● **TRY IT**:
The lines to copy are those with "repository" in them. Pull each one from the entries below.

········

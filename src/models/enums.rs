use crate::db::DatabaseError;
use serde::{Deserialize, Serialize};

/// Macro to generate enum with as_str + std::str::FromStr pattern
macro_rules! str_enum {
    ($name:ident { $($variant:ident => $s:literal),+ $(,)? }) => {
        #[derive(Debug, Clone, Copy, PartialEq, Eq, Hash, PartialOrd, Ord, Serialize, Deserialize)]
        pub enum $name {
            $(#[serde(rename = $s)] $variant),+
        }

        impl $name {
            /// Every variant, in declaration order.
            pub const ALL: &'static [Self] = &[$(Self::$variant),+];

            pub fn as_str(&self) -> &'static str {
                match self {
                    $(Self::$variant => $s),+
                }
            }
        }

        impl std::str::FromStr for $name {
            type Err = DatabaseError;

            fn from_str(s: &str) -> Result<Self, Self::Err> {
                match s {
                    $($s => Ok(Self::$variant)),+,
                    _ => Err(DatabaseError::InvalidEnum {
                        field: stringify!($name).into(),
                        value: s.into(),
                    }),
                }
            }
        }

        impl std::fmt::Display for $name {
            fn fmt(&self, f: &mut std::fmt::Formatter<'_>) -> std::fmt::Result {
                f.write_str(self.as_str())
            }
        }
    };
}

// Declaration order is the registry's display order.
str_enum!(ParameterKey {
    Hba1c => "hba1c",
    Glucose => "glucose",
    Triglycerides => "triglycerides",
    Hdl => "hdl",
    Ldl => "ldl",
    TotalCholesterol => "total_cholesterol",
    Hemoglobin => "hemoglobin",
    Creatinine => "creatinine",
    Tsh => "tsh",
    VitaminD => "vitamin_d",
    Wbc => "wbc",
    Platelets => "platelets",
    UricAcid => "uric_acid",
    Alt => "alt",
    Ast => "ast",
});

str_enum!(ReportSource {
    Pdf => "pdf",
    Manual => "manual",
});

str_enum!(LabStatus {
    None => "none",
    Normal => "normal",
    Warning => "warning",
    High => "high",
});

impl LabStatus {
    /// Label shown next to a value.
    pub fn label(&self) -> &'static str {
        match self {
            Self::Normal => "Normal",
            Self::Warning => "Borderline",
            Self::High => "Abnormal",
            Self::None => "—",
        }
    }

    pub fn color(&self) -> &'static str {
        match self {
            Self::Normal => "#22c55e",
            Self::Warning => "#f59e0b",
            Self::High => "#ef4444",
            Self::None => "#334155",
        }
    }
}

str_enum!(Trend {
    Up => "up",
    Down => "down",
    Flat => "flat",
});

impl Trend {
    pub fn arrow(&self) -> &'static str {
        match self {
            Self::Up => "↑",
            Self::Down => "↓",
            Self::Flat => "→",
        }
    }
}
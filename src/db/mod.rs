pub mod sqlite;
pub mod repository;

pub use sqlite::*;
pub use repository::*;

use thiserror::Error;

#[derive(Error, Debug)]
pub enum DatabaseError {
    #[error("SQLite error: {0}")]
    Sqlite(#[from] rusqlite::Error),

    #[error("Entity not found: {entity_type} with id {id}")]
    NotFound { entity_type: String, id: String },

    #[error("Invalid enum value for {field}: {value}")]
    InvalidEnum { field: String, value: String },

    #[error("Migration failed at version {version}: {reason}")]
    MigrationFailed { version: i64, reason: String },

    #[error("Constraint violated: {0}")]
    ConstraintViolation(String),
}

impl DatabaseError {
    /// True when SQLite rejected a write on a UNIQUE constraint.
    pub fn is_unique_violation(&self) -> bool {
        match self {
            Self::Sqlite(rusqlite::Error::SqliteFailure(err, _)) => {
                err.extended_code == rusqlite::ffi::SQLITE_CONSTRAINT_UNIQUE
                    || err.extended_code == rusqlite::ffi::SQLITE_CONSTRAINT_PRIMARYKEY
            }
            _ => false,
        }
    }
}
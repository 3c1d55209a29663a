//! A user's report collection and the operations that change it.

use rusqlite::Connection;
use serde::Serialize;
use serde_json::{Map, Value};
use thiserror::Error;
use uuid::Uuid;

use crate::db::{self, DatabaseError};
use crate::labs::{self, ValidationError};
use crate::models::{ParameterKey, Report, ReportMonth, ReportSource};

#[derive(Error, Debug)]
pub enum ReportError {
    #[error(transparent)]
    Validation(#[from] ValidationError),

    #[error(transparent)]
    Database(#[from] DatabaseError),
}

/// A change to a report book.
#[derive(Debug, Clone)]
pub enum ReportChange {
    Added(Report),
    Removed(Uuid),
}

/// One user's reports, kept ordered by report date then insertion time.
///
/// `apply` is the only way to change the collection. Every effective change
/// bumps `version`, so readers can tell whether a snapshot is stale.
#[derive(Debug, Clone, Default, Serialize)]
pub struct ReportBook {
    version: u64,
    reports: Vec<Report>,
}

impl ReportBook {
    pub fn new(mut reports: Vec<Report>) -> Self {
        reports.sort_by(|a, b| sort_key(a).cmp(&sort_key(b)));
        Self {
            version: 0,
            reports,
        }
    }

    /// Load every report owned by `user_id`.
    pub fn load(conn: &Connection, user_id: Uuid) -> Result<Self, DatabaseError> {
        Ok(Self::new(db::list_reports_for_user(conn, user_id)?))
    }

    /// Apply a change. Returns false when it had no effect.
    pub fn apply(&mut self, change: ReportChange) -> bool {
        let changed = match change {
            ReportChange::Added(report) => {
                if self.reports.iter().any(|r| r.id == report.id) {
                    false
                } else {
                    let key = sort_key(&report);
                    let at = self.reports.partition_point(|r| sort_key(r) <= key);
                    self.reports.insert(at, report);
                    true
                }
            }
            ReportChange::Removed(id) => {
                let before = self.reports.len();
                self.reports.retain(|r| r.id != id);
                self.reports.len() != before
            }
        };
        if changed {
            self.version += 1;
        }
        changed
    }

    pub fn version(&self) -> u64 {
        self.version
    }

    pub fn reports(&self) -> &[Report] {
        &self.reports
    }

    pub fn len(&self) -> usize {
        self.reports.len()
    }

    pub fn is_empty(&self) -> bool {
        self.reports.is_empty()
    }

    /// Most recent report.
    pub fn latest(&self) -> Option<&Report> {
        self.reports.last()
    }

    /// Report before the most recent one.
    pub fn previous(&self) -> Option<&Report> {
        self.reports.len().checked_sub(2).map(|i| &self.reports[i])
    }

    /// Every measurement of `key`, oldest first.
    pub fn series(&self, key: ParameterKey) -> Vec<(ReportMonth, f64)> {
        self.reports
            .iter()
            .filter_map(|r| r.value(key).map(|v| (r.report_date, v)))
            .collect()
    }
}

fn sort_key(report: &Report) -> (ReportMonth, chrono::NaiveDateTime) {
    (report.report_date, report.created_at)
}

/// Normalize a manual entry, persist it and record it in `book`.
pub fn save_manual(
    conn: &Connection,
    book: &mut ReportBook,
    user_id: Uuid,
    raw: &Map<String, Value>,
) -> Result<Report, ReportError> {
    let new_report = labs::normalize(raw, user_id, ReportSource::Manual, None)?;
    let report = db::insert_report(conn, &new_report)?;
    book.apply(ReportChange::Added(report.clone()));
    tracing::info!(
        report_id = %report.id,
        report_date = %report.report_date,
        values = report.values.len(),
        "Saved manual report"
    );
    Ok(report)
}

/// Hard-delete one of the caller's reports and drop it from `book`.
pub fn delete_report(
    conn: &Connection,
    book: &mut ReportBook,
    user_id: Uuid,
    report_id: Uuid,
) -> Result<(), ReportError> {
    db::delete_report_for_user(conn, user_id, report_id)?;
    book.apply(ReportChange::Removed(report_id));
    tracing::info!(report_id = %report_id, "Deleted report");
    Ok(())
}

#[cfg(test)]
mod tests {
    use super::*;
    use crate::db::sqlite::open_memory_database;
    use crate::models::LabValues;
    use chrono::NaiveDateTime;
    use serde_json::json;

    fn report(month: &str, created: &str, values: &[(ParameterKey, f64)]) -> Report {
        Report {
            id: Uuid::new_v4(),
            user_id: Uuid::new_v4(),
            report_date: ReportMonth::parse(month).unwrap(),
            source: ReportSource::Manual,
            filename: None,
            values: values.iter().copied().collect::<LabValues>(),
            created_at: NaiveDateTime::parse_from_str(created, "%Y-%m-%d %H:%M:%S").unwrap(),
        }
    }

    #[test]
    fn new_book_is_sorted() {
        let book = ReportBook::new(vec![
            report("2024-05", "2024-06-01 10:00:00", &[]),
            report("2023-11", "2024-06-01 10:00:00", &[]),
        ]);
        let dates: Vec<_> = book.reports().iter().map(|r| r.report_date.to_string()).collect();
        assert_eq!(dates, vec!["2023-11", "2024-05"]);
        assert_eq!(book.version(), 0);
    }

    #[test]
    fn added_report_lands_in_date_order() {
        let mut book = ReportBook::new(vec![
            report("2024-01", "2024-02-01 10:00:00", &[]),
            report("2024-06", "2024-07-01 10:00:00", &[]),
        ]);
        let middle = report("2024-03", "2024-08-01 10:00:00", &[]);
        let id = middle.id;

        assert!(book.apply(ReportChange::Added(middle)));
        assert_eq!(book.version(), 1);
        assert_eq!(book.reports()[1].id, id);
    }

    #[test]
    fn same_month_orders_by_creation() {
        let mut book = ReportBook::default();
        let early = report("2024-02", "2024-02-01 10:00:00", &[]);
        let late = report("2024-02", "2024-02-02 10:00:00", &[]);
        let (early_id, late_id) = (early.id, late.id);
        book.apply(ReportChange::Added(late));
        book.apply(ReportChange::Added(early));
        assert_eq!(book.previous().unwrap().id, early_id);
        assert_eq!(book.latest().unwrap().id, late_id);
    }

    #[test]
    fn ineffective_changes_keep_version() {
        let first = report("2024-01", "2024-02-01 10:00:00", &[]);
        let mut book = ReportBook::new(vec![first.clone()]);

        assert!(!book.apply(ReportChange::Added(first.clone())));
        assert!(!book.apply(ReportChange::Removed(Uuid::new_v4())));
        assert_eq!(book.version(), 0);

        assert!(book.apply(ReportChange::Removed(first.id)));
        assert_eq!(book.version(), 1);
        assert!(book.is_empty());
    }

    #[test]
    fn latest_and_previous() {
        let book = ReportBook::new(vec![report("2024-01", "2024-02-01 10:00:00", &[])]);
        assert!(book.latest().is_some());
        assert!(book.previous().is_none());
        assert!(ReportBook::default().latest().is_none());
    }

    #[test]
    fn series_skips_reports_without_the_value() {
        let book = ReportBook::new(vec![
            report("2024-01", "2024-02-01 10:00:00", &[(ParameterKey::Ldl, 120.0)]),
            report("2024-02", "2024-03-01 10:00:00", &[(ParameterKey::Hdl, 50.0)]),
            report("2024-03", "2024-04-01 10:00:00", &[(ParameterKey::Ldl, 98.0)]),
        ]);
        let series = book.series(ParameterKey::Ldl);
        assert_eq!(series.len(), 2);
        assert_eq!(series[0].1, 120.0);
        assert_eq!(series[1].0.to_string(), "2024-03");
    }

    #[test]
    fn manual_entry_is_normalized_and_stored() {
        let conn = open_memory_database().unwrap();
        let user = db::insert_user(&conn, "a@example.com", "A", "h").unwrap();
        let raw = json!({ "report_date": "2024-04", "ldl": 95, "hdl": "", "notes": "fasting" });

        let mut book = ReportBook::load(&conn, user.id).unwrap();
        let saved = save_manual(&conn, &mut book, user.id, raw.as_object().unwrap()).unwrap();
        assert_eq!(saved.source, ReportSource::Manual);
        assert_eq!(saved.values.len(), 1);
        assert_eq!(book.version(), 1);
        assert_eq!(book.latest().unwrap().id, saved.id);

        let reloaded = ReportBook::load(&conn, user.id).unwrap();
        assert_eq!(reloaded.latest().unwrap().id, saved.id);
    }

    #[test]
    fn invalid_manual_entry_is_not_stored() {
        let conn = open_memory_database().unwrap();
        let user = db::insert_user(&conn, "a@example.com", "A", "h").unwrap();
        let raw = json!({ "ldl": "ninety" });

        let mut book = ReportBook::default();
        let err = save_manual(&conn, &mut book, user.id, raw.as_object().unwrap()).unwrap_err();
        assert!(matches!(err, ReportError::Validation(ref v) if v.field == "ldl"));
        assert_eq!(book.version(), 0);
        assert!(ReportBook::load(&conn, user.id).unwrap().is_empty());
    }

    #[test]
    fn delete_is_owner_scoped() {
        let conn = open_memory_database().unwrap();
        let ana = db::insert_user(&conn, "ana@example.com", "Ana", "h1").unwrap();
        let ben = db::insert_user(&conn, "ben@example.com", "Ben", "h2").unwrap();
        let mut ana_book = ReportBook::default();
        let mut ben_book = ReportBook::default();
        let saved = save_manual(&conn, &mut ana_book, ana.id, json!({ "alt": 30 }).as_object().unwrap())
            .unwrap();

        assert!(matches!(
            delete_report(&conn, &mut ben_book, ben.id, saved.id),
            Err(ReportError::Database(DatabaseError::NotFound { .. }))
        ));
        assert_eq!(ben_book.version(), 0);
        delete_report(&conn, &mut ana_book, ana.id, saved.id).unwrap();
        assert!(ana_book.is_empty());
        assert_eq!(ana_book.version(), 2);
        assert!(ReportBook::load(&conn, ana.id).unwrap().is_empty());
    }
}
//! Report listing, manual entry and deletion.

use axum::extract::{Path, State};
use axum::http::StatusCode;
use axum::Extension;
use axum::Json;
use serde::Serialize;
use serde_json::{Map, Value};
use uuid::Uuid;

use crate::api::error::ApiError;
use crate::api::types::{ApiContext, UserContext};
use crate::models::Report;
use crate::reports;

#[derive(Serialize)]
pub struct ReportsResponse {
    pub version: u64,
    pub reports: Vec<Report>,
}

/// `GET /api/reports`: the caller's reports, ascending by report date.
pub async fn list(
    State(ctx): State<ApiContext>,
    Extension(caller): Extension<UserContext>,
) -> Result<Json<ReportsResponse>, ApiError> {
    let book = ctx.core.book(caller.user.id).await?;
    Ok(Json(ReportsResponse {
        version: book.version(),
        reports: book.reports().to_vec(),
    }))
}

/// `POST /api/reports`: manual entry from a raw parameter map.
pub async fn create(
    State(ctx): State<ApiContext>,
    Extension(caller): Extension<UserContext>,
    Json(raw): Json<Map<String, Value>>,
) -> Result<(StatusCode, Json<Report>), ApiError> {
    let mut book = ctx.core.book(caller.user.id).await?;
    let conn = ctx.core.open_db()?;
    let report = reports::save_manual(&conn, &mut book, caller.user.id, &raw)?;
    Ok((StatusCode::CREATED, Json(report)))
}

/// `DELETE /api/reports/:id`: hard delete, scoped to the caller.
pub async fn remove(
    State(ctx): State<ApiContext>,
    Extension(caller): Extension<UserContext>,
    Path(id): Path<String>,
) -> Result<StatusCode, ApiError> {
    // A malformed id cannot name any report
    let report_id = Uuid::parse_str(&id)
        .map_err(|_| ApiError::NotFound(format!("report {id} not found")))?;

    let mut book = ctx.core.book(caller.user.id).await?;
    let conn = ctx.core.open_db()?;
    reports::delete_report(&conn, &mut book, caller.user.id, report_id)?;
    Ok(StatusCode::NO_CONTENT)
}
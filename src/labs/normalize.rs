//! Raw value bag -> canonical report record.
//!
//! Input comes from two untrusted places: the extraction model's JSON and
//! the manual-entry form. Only registry keys survive; anything else is
//! dropped before the record reaches the row store.

use serde_json::{Map, Value};
use thiserror::Error;
use uuid::Uuid;

use crate::models::{LabValues, NewReport, ReportMonth, ReportSource};

use super::registry;

pub const REPORT_DATE_FIELD: &str = "report_date";
const REPORT_DATE_ALIAS: &str = "reportDate";

/// A raw record could not be turned into a report.
#[derive(Debug, Clone, PartialEq, Eq, Error)]
#[error("invalid {field}: {reason}")]
pub struct ValidationError {
    pub field: String,
    pub reason: String,
}

impl ValidationError {
    fn new(field: impl Into<String>, reason: impl Into<String>) -> Self {
        Self {
            field: field.into(),
            reason: reason.into(),
        }
    }
}

/// Normalize using the current UTC month as the default report date.
pub fn normalize(
    raw: &Map<String, Value>,
    user_id: Uuid,
    source: ReportSource,
    filename: Option<&str>,
) -> Result<NewReport, ValidationError> {
    normalize_with_default(raw, user_id, source, filename, ReportMonth::current())
}

/// Normalize with an explicit fallback month for records without a date.
pub fn normalize_with_default(
    raw: &Map<String, Value>,
    user_id: Uuid,
    source: ReportSource,
    filename: Option<&str>,
    default_month: ReportMonth,
) -> Result<NewReport, ValidationError> {
    if user_id.is_nil() {
        return Err(ValidationError::new("user_id", "missing owner"));
    }

    let report_date = match date_value(raw) {
        None => default_month,
        Some(Value::String(s)) if s.trim().is_empty() => default_month,
        Some(Value::String(s)) => ReportMonth::parse(s)
            .map_err(|e| ValidationError::new(REPORT_DATE_FIELD, e.to_string()))?,
        Some(other) => {
            return Err(ValidationError::new(
                REPORT_DATE_FIELD,
                format!("expected a YYYY-MM string, got {}", json_kind(other)),
            ))
        }
    };

    let mut values = LabValues::new();
    for (name, value) in raw {
        let Some(key) = registry::parse_key(name) else {
            if name != REPORT_DATE_FIELD && name != REPORT_DATE_ALIAS {
                tracing::debug!(field = %name, "Dropping unknown field");
            }
            continue;
        };
        match value {
            Value::Null => {}
            Value::String(s) if s.trim().is_empty() => {}
            Value::Number(n) => match n.as_f64().filter(|v| v.is_finite()) {
                Some(v) => {
                    values.insert(key, v);
                }
                None => return Err(ValidationError::new(name, "number out of range")),
            },
            other => {
                return Err(ValidationError::new(
                    name,
                    format!("expected a number, got {}", json_kind(other)),
                ))
            }
        }
    }

    let filename = match source {
        ReportSource::Pdf => filename.map(str::to_string),
        ReportSource::Manual => None,
    };

    Ok(NewReport {
        user_id,
        report_date,
        source,
        filename,
        values,
    })
}

fn date_value(raw: &Map<String, Value>) -> Option<&Value> {
    [REPORT_DATE_FIELD, REPORT_DATE_ALIAS]
        .iter()
        .filter_map(|k| raw.get(*k))
        .find(|v| !v.is_null())
}

fn json_kind(value: &Value) -> &'static str {
    match value {
        Value::Null => "null",
        Value::Bool(_) => "a boolean",
        Value::Number(_) => "a number",
        Value::String(_) => "a string",
        Value::Array(_) => "an array",
        Value::Object(_) => "an object",
    }
}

········

● **SOLUTION FOR THIS PROBLEM**:
pub mod repository;
pub use repository::*;
repository 3c1d55209a29663a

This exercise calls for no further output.